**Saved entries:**
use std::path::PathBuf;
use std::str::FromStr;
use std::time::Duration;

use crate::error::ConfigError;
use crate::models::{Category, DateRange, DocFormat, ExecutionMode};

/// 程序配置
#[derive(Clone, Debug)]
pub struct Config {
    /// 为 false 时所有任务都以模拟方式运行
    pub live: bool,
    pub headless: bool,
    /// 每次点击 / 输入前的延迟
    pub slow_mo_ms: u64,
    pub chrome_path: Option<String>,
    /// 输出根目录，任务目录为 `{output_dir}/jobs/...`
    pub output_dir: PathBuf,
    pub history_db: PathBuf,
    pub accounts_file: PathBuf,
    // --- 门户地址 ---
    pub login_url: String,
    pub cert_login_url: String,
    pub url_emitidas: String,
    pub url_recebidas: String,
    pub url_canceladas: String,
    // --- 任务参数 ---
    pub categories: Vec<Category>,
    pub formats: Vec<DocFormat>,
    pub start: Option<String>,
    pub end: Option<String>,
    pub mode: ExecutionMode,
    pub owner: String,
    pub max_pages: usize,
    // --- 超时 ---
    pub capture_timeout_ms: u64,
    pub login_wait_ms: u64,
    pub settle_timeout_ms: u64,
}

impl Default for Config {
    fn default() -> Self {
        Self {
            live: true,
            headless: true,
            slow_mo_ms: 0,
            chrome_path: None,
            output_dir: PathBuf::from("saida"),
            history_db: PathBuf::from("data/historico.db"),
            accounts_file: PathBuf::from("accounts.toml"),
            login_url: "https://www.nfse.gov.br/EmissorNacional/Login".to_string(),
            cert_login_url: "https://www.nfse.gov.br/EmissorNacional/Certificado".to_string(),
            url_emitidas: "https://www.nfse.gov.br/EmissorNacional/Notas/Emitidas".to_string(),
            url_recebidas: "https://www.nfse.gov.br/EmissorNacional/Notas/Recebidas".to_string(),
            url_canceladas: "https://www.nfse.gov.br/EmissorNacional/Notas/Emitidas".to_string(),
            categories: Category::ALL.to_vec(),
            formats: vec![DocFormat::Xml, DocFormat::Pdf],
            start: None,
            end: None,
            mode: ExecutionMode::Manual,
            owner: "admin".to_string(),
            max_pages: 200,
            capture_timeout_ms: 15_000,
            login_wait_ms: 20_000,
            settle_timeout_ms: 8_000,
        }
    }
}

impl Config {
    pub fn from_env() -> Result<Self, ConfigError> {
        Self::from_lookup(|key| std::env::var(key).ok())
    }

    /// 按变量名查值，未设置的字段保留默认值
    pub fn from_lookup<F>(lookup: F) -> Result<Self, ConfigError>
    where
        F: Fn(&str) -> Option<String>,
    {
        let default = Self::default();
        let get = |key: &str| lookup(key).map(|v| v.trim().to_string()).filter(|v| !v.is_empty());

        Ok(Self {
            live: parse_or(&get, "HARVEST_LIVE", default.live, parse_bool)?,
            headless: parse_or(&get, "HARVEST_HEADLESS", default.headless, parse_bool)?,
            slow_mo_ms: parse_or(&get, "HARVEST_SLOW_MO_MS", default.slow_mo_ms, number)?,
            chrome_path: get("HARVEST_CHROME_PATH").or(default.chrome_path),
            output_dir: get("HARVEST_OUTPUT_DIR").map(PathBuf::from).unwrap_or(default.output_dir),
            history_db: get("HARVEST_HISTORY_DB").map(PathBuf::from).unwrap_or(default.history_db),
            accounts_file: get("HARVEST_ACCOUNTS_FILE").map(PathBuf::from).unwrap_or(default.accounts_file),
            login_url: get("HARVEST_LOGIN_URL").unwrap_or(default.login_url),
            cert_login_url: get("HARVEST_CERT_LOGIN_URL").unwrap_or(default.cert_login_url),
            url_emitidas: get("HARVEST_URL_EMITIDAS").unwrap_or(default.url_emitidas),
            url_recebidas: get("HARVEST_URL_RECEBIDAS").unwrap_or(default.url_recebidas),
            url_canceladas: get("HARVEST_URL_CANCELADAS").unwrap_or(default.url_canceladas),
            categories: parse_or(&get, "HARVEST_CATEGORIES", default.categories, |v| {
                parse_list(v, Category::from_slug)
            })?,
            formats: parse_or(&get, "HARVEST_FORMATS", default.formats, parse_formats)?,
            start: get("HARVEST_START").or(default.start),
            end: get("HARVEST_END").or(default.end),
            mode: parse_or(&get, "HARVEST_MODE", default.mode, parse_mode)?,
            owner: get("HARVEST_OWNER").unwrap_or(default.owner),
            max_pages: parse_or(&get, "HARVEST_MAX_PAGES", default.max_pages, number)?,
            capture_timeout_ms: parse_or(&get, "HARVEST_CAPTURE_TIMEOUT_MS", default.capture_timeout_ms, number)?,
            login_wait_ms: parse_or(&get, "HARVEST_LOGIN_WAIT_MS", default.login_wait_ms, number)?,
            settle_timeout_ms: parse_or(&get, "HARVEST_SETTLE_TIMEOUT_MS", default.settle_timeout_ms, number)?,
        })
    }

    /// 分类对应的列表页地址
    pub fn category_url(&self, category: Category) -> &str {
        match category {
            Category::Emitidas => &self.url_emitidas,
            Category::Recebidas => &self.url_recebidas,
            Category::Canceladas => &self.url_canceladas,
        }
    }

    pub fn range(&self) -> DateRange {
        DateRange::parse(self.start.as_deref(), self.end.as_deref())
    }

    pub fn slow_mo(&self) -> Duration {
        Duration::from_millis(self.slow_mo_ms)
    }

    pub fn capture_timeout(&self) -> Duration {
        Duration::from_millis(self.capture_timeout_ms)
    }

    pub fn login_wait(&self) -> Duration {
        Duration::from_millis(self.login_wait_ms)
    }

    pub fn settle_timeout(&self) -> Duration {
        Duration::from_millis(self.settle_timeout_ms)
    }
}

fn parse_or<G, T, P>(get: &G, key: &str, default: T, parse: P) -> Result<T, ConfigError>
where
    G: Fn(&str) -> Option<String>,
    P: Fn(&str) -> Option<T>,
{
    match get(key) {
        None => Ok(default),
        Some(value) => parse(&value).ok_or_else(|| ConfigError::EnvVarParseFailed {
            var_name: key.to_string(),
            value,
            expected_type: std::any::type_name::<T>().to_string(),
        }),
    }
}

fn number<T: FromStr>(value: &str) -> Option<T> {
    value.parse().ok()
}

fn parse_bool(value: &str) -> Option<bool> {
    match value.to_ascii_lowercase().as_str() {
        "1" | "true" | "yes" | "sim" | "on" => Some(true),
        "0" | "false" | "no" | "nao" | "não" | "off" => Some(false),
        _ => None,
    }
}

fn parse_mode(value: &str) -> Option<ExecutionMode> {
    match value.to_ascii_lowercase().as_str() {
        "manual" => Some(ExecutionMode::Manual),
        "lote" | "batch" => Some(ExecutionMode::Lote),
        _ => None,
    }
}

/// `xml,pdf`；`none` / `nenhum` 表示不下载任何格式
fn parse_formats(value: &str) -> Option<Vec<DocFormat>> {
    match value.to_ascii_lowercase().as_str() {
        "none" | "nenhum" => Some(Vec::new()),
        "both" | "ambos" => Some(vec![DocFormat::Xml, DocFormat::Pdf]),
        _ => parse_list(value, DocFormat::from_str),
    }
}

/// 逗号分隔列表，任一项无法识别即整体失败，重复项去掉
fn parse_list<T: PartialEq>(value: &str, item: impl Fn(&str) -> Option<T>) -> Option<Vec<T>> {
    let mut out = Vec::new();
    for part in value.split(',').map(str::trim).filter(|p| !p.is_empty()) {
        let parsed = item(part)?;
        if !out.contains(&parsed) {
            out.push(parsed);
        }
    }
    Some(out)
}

* * *

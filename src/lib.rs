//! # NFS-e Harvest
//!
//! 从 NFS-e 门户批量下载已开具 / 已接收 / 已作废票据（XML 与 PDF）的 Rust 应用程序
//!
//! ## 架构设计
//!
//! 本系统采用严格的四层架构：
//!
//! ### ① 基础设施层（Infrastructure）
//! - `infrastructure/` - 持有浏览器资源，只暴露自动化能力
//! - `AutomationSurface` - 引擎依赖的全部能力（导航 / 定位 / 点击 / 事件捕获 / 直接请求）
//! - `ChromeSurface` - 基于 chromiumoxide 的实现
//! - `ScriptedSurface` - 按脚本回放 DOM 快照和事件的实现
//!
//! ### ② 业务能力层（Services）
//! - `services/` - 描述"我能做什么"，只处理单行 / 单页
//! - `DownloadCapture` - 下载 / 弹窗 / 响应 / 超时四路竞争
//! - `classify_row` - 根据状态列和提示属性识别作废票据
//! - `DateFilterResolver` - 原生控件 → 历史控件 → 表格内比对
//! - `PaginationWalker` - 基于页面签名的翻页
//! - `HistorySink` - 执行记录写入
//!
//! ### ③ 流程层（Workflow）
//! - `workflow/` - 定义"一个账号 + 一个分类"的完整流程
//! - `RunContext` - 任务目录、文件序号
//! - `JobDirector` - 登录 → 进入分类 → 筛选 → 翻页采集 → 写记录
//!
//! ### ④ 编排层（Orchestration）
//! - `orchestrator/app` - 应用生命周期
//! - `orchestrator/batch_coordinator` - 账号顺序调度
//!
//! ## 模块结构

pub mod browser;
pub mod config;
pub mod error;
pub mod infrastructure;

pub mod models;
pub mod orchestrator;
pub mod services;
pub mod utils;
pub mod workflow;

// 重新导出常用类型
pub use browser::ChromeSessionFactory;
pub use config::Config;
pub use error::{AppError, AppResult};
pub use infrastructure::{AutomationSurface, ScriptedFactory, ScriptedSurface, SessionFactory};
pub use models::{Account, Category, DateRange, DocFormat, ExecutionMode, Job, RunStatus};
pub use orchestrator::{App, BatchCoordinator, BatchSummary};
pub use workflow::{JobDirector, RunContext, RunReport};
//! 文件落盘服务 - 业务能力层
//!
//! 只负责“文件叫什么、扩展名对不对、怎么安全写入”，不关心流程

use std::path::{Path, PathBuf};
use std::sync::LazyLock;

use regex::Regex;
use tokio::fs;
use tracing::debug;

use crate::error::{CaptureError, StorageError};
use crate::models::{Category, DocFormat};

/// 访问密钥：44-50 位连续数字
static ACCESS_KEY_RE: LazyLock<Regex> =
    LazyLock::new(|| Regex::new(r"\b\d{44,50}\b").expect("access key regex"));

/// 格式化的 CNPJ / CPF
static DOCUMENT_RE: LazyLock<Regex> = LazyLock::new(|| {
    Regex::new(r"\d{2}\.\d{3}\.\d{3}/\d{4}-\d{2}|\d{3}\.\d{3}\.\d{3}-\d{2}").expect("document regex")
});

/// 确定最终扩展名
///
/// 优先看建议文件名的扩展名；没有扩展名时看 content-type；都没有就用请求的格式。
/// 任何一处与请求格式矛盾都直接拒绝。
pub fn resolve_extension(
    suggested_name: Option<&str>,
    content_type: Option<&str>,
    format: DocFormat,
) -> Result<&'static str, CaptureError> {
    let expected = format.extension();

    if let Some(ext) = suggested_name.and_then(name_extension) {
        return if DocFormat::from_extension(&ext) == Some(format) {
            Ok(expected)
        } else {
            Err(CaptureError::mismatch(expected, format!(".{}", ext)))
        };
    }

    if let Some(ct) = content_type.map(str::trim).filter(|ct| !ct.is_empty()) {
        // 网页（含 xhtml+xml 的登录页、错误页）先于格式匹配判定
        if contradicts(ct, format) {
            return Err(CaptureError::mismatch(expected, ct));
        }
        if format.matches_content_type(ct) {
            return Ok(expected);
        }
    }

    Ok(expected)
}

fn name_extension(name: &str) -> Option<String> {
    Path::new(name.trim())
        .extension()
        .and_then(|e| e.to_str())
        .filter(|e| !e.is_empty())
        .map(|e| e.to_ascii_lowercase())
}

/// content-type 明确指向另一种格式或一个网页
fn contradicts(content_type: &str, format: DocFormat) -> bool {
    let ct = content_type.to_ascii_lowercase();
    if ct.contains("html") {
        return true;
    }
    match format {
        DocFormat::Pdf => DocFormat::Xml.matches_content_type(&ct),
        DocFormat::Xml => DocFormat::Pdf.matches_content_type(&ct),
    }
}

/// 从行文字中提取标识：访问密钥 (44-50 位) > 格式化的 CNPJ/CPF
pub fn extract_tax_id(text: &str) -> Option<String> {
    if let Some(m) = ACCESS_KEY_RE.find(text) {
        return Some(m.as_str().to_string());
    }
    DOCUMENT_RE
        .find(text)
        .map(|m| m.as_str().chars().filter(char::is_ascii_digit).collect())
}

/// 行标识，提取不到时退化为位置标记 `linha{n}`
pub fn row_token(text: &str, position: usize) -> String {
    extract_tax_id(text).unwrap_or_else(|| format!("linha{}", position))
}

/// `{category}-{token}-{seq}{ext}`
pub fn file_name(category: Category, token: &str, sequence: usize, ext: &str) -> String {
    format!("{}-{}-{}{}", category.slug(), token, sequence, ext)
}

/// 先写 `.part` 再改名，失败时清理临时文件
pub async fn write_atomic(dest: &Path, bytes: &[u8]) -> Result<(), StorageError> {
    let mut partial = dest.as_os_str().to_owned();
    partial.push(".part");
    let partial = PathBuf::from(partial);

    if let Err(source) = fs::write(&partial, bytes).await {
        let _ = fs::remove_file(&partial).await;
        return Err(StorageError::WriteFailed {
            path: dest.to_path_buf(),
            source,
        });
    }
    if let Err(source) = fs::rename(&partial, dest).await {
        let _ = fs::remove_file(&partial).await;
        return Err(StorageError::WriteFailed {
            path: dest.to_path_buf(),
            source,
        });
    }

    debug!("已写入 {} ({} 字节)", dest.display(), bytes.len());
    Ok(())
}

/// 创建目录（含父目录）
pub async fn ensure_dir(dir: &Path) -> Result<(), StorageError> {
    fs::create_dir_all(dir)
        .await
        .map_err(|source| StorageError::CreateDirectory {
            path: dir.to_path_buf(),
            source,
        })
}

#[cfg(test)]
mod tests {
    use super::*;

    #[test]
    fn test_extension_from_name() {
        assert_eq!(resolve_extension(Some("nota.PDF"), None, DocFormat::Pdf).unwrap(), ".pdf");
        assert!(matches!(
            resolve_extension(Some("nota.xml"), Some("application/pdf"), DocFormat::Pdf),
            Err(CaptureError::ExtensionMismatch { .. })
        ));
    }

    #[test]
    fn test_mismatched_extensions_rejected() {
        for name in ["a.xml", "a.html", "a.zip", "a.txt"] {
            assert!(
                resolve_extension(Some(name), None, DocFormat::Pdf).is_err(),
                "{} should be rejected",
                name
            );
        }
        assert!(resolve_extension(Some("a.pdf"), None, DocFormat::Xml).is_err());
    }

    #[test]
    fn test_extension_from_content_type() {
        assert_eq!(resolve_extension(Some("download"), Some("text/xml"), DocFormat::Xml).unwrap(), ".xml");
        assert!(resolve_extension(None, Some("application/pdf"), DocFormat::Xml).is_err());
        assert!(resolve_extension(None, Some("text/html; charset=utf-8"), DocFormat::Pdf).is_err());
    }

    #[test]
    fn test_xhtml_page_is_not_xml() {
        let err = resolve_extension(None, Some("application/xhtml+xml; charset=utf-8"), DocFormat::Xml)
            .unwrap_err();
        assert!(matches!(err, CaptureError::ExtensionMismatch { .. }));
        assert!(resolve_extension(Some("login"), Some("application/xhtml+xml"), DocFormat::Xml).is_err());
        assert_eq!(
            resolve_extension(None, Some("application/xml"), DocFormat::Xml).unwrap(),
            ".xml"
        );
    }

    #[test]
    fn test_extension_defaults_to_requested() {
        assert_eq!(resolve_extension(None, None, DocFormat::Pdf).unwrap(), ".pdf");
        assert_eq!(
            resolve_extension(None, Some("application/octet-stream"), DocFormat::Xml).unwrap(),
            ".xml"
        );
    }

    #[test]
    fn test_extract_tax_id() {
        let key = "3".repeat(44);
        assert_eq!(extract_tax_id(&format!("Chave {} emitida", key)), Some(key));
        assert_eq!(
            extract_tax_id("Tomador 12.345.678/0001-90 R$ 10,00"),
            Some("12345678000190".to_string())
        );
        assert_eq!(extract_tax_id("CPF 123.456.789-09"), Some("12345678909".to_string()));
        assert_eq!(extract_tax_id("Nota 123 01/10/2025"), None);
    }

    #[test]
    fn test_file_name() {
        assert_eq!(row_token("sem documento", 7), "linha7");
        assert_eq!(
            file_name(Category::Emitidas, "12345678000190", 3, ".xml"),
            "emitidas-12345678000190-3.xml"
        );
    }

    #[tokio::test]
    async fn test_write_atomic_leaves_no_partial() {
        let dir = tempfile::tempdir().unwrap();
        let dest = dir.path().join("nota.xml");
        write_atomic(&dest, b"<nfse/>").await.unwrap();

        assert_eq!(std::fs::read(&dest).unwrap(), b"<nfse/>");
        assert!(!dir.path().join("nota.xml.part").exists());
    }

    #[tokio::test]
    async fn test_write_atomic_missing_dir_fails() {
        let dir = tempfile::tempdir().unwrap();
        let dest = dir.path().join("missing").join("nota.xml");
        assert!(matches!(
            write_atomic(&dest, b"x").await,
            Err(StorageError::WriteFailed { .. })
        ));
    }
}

==

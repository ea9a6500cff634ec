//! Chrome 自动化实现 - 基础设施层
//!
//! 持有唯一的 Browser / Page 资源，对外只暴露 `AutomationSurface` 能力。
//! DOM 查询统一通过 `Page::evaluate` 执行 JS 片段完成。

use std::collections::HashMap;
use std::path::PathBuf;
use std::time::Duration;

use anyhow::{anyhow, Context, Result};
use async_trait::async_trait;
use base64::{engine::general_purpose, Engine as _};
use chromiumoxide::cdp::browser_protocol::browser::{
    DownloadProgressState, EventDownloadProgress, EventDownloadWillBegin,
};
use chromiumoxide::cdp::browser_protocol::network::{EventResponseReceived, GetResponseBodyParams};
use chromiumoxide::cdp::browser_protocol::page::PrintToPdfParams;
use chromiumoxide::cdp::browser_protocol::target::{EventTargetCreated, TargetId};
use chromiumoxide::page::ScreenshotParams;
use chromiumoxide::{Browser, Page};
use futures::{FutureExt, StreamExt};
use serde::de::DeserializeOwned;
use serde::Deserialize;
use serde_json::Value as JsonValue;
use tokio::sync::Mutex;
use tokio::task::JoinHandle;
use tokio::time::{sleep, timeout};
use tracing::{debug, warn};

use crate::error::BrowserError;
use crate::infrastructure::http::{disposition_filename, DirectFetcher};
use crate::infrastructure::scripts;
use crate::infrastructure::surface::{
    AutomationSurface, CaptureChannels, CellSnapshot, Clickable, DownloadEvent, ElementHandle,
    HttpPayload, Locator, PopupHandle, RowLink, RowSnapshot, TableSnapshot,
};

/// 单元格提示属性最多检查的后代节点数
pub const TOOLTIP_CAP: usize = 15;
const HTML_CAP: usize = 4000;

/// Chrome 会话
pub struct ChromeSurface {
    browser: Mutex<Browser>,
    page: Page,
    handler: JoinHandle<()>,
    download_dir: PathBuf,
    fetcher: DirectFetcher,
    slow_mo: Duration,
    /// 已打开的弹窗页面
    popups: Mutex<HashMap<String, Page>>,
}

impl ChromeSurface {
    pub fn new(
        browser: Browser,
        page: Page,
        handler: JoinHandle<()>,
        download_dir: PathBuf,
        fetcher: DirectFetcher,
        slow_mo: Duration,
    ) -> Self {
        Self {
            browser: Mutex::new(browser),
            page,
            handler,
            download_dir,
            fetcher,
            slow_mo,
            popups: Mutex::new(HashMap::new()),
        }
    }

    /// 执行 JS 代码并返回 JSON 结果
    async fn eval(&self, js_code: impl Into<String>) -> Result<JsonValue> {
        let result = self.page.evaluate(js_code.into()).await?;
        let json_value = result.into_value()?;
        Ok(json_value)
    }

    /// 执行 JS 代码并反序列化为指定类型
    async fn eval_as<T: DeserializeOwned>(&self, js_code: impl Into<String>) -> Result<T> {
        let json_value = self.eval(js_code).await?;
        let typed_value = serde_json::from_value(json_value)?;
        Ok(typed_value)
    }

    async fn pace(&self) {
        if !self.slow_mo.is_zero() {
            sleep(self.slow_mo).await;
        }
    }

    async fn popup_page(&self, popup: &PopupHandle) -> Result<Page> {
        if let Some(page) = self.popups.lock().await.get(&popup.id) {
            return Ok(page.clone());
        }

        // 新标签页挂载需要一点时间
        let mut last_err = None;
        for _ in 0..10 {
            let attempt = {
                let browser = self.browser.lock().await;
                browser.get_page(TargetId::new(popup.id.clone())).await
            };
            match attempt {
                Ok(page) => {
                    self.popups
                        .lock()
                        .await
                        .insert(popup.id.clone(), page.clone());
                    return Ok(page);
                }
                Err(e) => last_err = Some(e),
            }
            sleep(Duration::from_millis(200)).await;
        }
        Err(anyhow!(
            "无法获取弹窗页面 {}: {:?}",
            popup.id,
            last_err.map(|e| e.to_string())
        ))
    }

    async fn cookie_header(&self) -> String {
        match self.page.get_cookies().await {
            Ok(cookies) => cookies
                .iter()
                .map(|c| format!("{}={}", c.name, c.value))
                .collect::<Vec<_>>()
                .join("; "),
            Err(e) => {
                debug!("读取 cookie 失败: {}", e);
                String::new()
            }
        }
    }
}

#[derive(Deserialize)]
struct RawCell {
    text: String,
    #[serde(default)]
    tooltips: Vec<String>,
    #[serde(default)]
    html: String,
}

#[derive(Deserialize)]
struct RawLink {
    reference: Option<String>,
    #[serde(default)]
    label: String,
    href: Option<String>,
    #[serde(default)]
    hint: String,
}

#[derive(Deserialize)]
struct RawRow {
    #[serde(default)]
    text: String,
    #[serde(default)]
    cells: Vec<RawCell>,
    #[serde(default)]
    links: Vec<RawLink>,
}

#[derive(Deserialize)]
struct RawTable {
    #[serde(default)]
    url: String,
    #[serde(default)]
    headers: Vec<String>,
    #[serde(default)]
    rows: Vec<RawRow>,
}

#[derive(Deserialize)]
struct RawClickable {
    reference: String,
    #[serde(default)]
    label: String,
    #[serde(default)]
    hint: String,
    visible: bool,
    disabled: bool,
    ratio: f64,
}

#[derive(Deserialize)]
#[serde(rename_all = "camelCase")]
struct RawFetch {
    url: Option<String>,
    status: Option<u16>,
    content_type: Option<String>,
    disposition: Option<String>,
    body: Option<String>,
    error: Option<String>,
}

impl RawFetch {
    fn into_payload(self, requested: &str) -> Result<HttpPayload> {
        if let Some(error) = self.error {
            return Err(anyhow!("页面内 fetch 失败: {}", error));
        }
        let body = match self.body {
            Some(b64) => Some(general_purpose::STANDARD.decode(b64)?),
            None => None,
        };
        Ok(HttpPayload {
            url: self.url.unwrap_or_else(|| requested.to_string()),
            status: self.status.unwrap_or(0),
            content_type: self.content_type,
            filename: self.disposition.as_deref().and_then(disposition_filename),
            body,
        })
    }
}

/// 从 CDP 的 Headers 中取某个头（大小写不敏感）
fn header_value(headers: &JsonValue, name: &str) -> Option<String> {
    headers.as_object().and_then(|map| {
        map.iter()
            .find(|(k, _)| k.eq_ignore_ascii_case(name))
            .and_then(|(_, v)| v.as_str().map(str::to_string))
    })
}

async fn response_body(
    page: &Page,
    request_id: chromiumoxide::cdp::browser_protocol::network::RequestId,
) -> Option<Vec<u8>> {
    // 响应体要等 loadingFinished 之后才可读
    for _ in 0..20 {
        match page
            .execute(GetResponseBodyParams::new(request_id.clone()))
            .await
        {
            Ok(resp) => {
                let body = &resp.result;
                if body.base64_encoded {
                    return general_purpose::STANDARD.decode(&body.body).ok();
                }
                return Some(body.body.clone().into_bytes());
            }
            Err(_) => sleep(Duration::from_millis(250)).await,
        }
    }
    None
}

**EXERCISE INSTRUCTIONS:** Work out how many lines in the data include "EmissorNacional". Answer with the number only.

**TASK RESULT:** 5